Whārangi 1: Biography
Dry, Francis William
Geneticist, biologist, university lecturer, wool researcher
I tuhia tēnei haurongo e A. L. Rae,, ā, i tāngia tuatahitia ki Ngā Tāngata Taumata Rau Ko te wāhanga , 1998.
Francis William Dry was born in Driffield in the East Riding of Yorkshire, England, on 23 October 1891. He was the elder son of Frank Dry, a master draper, and his wife, Mary Avis Corke. William attended the Driffield Board School, and was awarded a scholarship to attend Bridlington Grammar School. He went on to the University of Leeds, from where he graduated BSc (with first-class honours) in 1913 and MSc in 1914. Dry was awarded a Carnegie scholarship to visit research institutions in the United States. From 1917 to 1921 he served as assistant entomologist in Kenya. He married Florence Wilson Swinton at Saginaw, Michigan, on 18 May 1921; they were to have a daughter and a son.
The award of an Ackroyd Memorial Research Fellowship at the University of Leeds was a turning point in Dry's scientific career. From 1921 he carried out research in the Department of Textile Industries on the hairs in the coat of the mouse and their pattern of growth. Published in 1926, it remained definitive for many years and led to the award of a DSc degree in 1925; he then studied the inheritance of black fleece colour in Wensleydale sheep, his first research in genetics.
In 1928 Dry accepted an appointment as senior lecturer in agricultural zoology at the newly founded Massey Agricultural College in Palmerston North, New Zealand. At that time, excessive hairiness was considered by wool buyers and manufacturers to be the major fault in the New Zealand crossbred wool clip, and farmers were keen to produce less hairy sheep. In 1929 Dry established a flock of very hairy Romney sheep for experimental purposes. He focused his attention on the coarse hairy fibres (called halo-hairs) in the birthcoat of lambs. After many years of planned matings and detailed recording of the progeny by Dry and his students, it became clear that the high proportion of halo-hairs was genetically determined. In one stock it was controlled by a single dominant gene (the N gene); in another, less hairy stock by a recessive gene. This work was finally reported in detail in 1955.
Interwoven with the genetic investigation was a detailed study of the fibres in the birthcoat of the Romney lamb. In this work, Dry's approach was to study the size and shape of the fibres and their pattern and succession in the birthcoat. His objective was to deduce from the growing fibre the nature of the forces that had shaped it in the skin. He developed a classification of the birthcoat fibres to achieve this end.
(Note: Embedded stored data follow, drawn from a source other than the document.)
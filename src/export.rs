//! Persisting prepared patches.
//!
//! - `save_patches`: one PNG per patch under the directory of its class.
//! - `save_corpus` / `load_corpus`: one binary file per class for the
//!   training step.
//!
//! Files are written one at a time, so an interrupted run leaves a prefix of
//! complete files behind.
use crate::error::{PrepError, Result};
use crate::image::io::{ensure_parent_dir, save_rgb_png};
use crate::partition::{Label, Patch};
use bincode::config;
use log::debug;
use serde::{Deserialize, Serialize};
use std::fs;
use std::path::{Path, PathBuf};

/// `<stem>_<plan>_<row block>_<col block>.png`
pub fn patch_file_name(patch: &Patch) -> String {
    let stem = Path::new(&patch.name)
        .file_stem()
        .and_then(|s| s.to_str())
        .unwrap_or(&patch.name);
    format!(
        "{stem}_{}_{}_{}.png",
        patch.plan,
        patch.splice.row_block(),
        patch.splice.col_block()
    )
}

/// Write every patch as a PNG into `anomalous_dir` or `normal_dir`.
pub fn save_patches<'a, I>(patches: I, anomalous_dir: &Path, normal_dir: &Path) -> Result<usize>
where
    I: IntoIterator<Item = &'a Patch>,
{
    let mut written = 0;
    for patch in patches {
        let dir = match patch.label {
            Label::Anomalous => anomalous_dir,
            Label::Normal => normal_dir,
        };
        save_rgb_png(&patch.pixels, &dir.join(patch_file_name(patch)))?;
        written += 1;
    }
    debug!("export: wrote {written} patch images");
    Ok(written)
}

/// On-disk form of one class of the corpus.
#[derive(Clone, Debug, PartialEq, Eq, Serialize, Deserialize)]
pub struct CorpusFile {
    pub label: Label,
    pub patches: Vec<Patch>,
}

/// `<subtype><label>.bin`, e.g. `Apples1.bin`.
pub fn corpus_file_name(subtype: &str, label: Label) -> String {
    format!("{subtype}{label}.bin")
}

pub fn corpus_path(dir: &Path, subtype: &str, label: Label) -> PathBuf {
    dir.join(corpus_file_name(subtype, label))
}

pub fn save_corpus(path: &Path, label: Label, patches: &[Patch]) -> Result<()> {
    ensure_parent_dir(path)?;
    let file = CorpusFile {
        label,
        patches: patches.to_vec(),
    };
    let bytes = bincode::serde::encode_to_vec(&file, config::standard())?;
    fs::write(path, bytes).map_err(|e| PrepError::io(path, e))?;
    debug!(
        "export: {} patches labeled {label} -> {}",
        patches.len(),
        path.display()
    );
    Ok(())
}

pub fn load_corpus(path: &Path) -> Result<CorpusFile> {
    let bytes = fs::read(path).map_err(|e| PrepError::io(path, e))?;
    let (file, _): (CorpusFile, usize) =
        bincode::serde::decode_from_slice(&bytes, config::standard())?;
    Ok(file)
}
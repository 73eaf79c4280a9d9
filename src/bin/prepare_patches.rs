use anomaly_patches::config::load_config;
use anomaly_patches::image::io::write_json_file;
use anomaly_patches::DatasetPreparer;
use std::env;
use std::path::Path;

fn main() {
    env_logger::Builder::from_env(env_logger::Env::default().default_filter_or("info")).init();
    if let Err(err) = run() {
        eprintln!("Error: {err}");
        std::process::exit(1);
    }
}

fn run() -> Result<(), String> {
    let config_path = env::args().nth(1).ok_or_else(usage)?;
    let config = load_config(Path::new(&config_path)).map_err(|e| e.to_string())?;
    let report_path = config.output.report_json.clone();

    let prepared = DatasetPreparer::new(config)
        .run()
        .map_err(|e| e.to_string())?;
    let report = &prepared.report;

    println!(
        "Partitioned {} of {} images ({} skipped) using layout {}",
        report.images_partitioned,
        report.images_listed,
        report.skipped.len(),
        report.layout_image.as_deref().unwrap_or("-")
    );
    for strategy in &report.strategies {
        println!("  plan {}: {} splices", strategy.label, strategy.splice_count);
    }
    println!(
        "Patches: {} normal / {} anomalous -> balanced {} / {}",
        report.patches.normal,
        report.patches.anomalous,
        report.balanced.normal,
        report.balanced.anomalous
    );
    println!(
        "Feature rows: {} train / {} test",
        report.train_rows, report.test_rows
    );

    if let Some(path) = report_path {
        write_json_file(&path, report).map_err(|e| e.to_string())?;
        println!("JSON report written to {}", path.display());
    }
    Ok(())
}

fn usage() -> String {
    "Usage: prepare_patches <config.json>".to_string()
}
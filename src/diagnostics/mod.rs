//! Structured summary of a preparation run, serialised to JSON by the CLI.
mod report;
mod timing;

pub use report::{ClassCounts, PreparationReport, ReferenceSummary, StrategySummary};
pub use timing::{StageTiming, TimingBreakdown};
The fleece of mature sheep carrying the dominant N gene has the characteristics needed for a specialty carpet wool. In the late 1940s an attempt was made to establish its production in New Zealand; the project failed, mainly because of the rapid rise in wool prices in the early 1950s. On his retirement from Massey at the end of 1956, Dry returned to the University of Leeds to take up an honorary fellowship in the Department of Textile Industries. There he organised manufacturing trials with wool from his research flocks which confirmed its suitability for carpet manufacture. In 1961–62 speciality carpet-wool production was established under the control of Massey Agricultural College and resulted in the development of the Drysdale breed.
Dry was the epitome of the absent-minded professor. Apart from an interest in cricket, he was almost totally absorbed in his professional activities. He was not a good lecturer to large classes and was at his best in discussion with small groups; he devoted time without limit to his postgraduate students. As a scientist, he was meticulous in the collection and recording of his research data and placed great emphasis on the need for theorising or speculation in scientific studies. His concentration on the purely scientific aspects of his genetic work, rather than on the practical problems of sheep breeding, irritated some farmers. He was sometimes at odds with the college's principal, Geoffrey Peren, and its council, particularly when his flocks threatened to overrun the campus. There was some pressure on the college to dispose of Dry's sheep for fear that they posed a threat to the purity of New Zealand sheep stocks.
In 1963 Dry and his wife returned to their home in Palmerston North where he continued with his work on fibre types. A detailed account of these studies was published in 1975 as The architecture of lambs' coats: a speculative study. In his later years, Dry received a number of honours: honorary DSc (Massey University, 1966), honorary fellow of the Textile Institute, Manchester (1971), OBE (1973), and fellow of the New Zealand Institute of Agricultural Science (1976).
Francis Dry was a tall, slender, bespectacled man. He was quiet and unassuming, but if his interest was aroused, a source of fascinating conversation with a sense of humour. He died on 14 July 1979 in Palmerston North; Florence Dry, an expert on the work of the Brontë sisters who published studies of Jane Eyre and Wuthering Heights, had died the previous year. Dry was survived by his two children.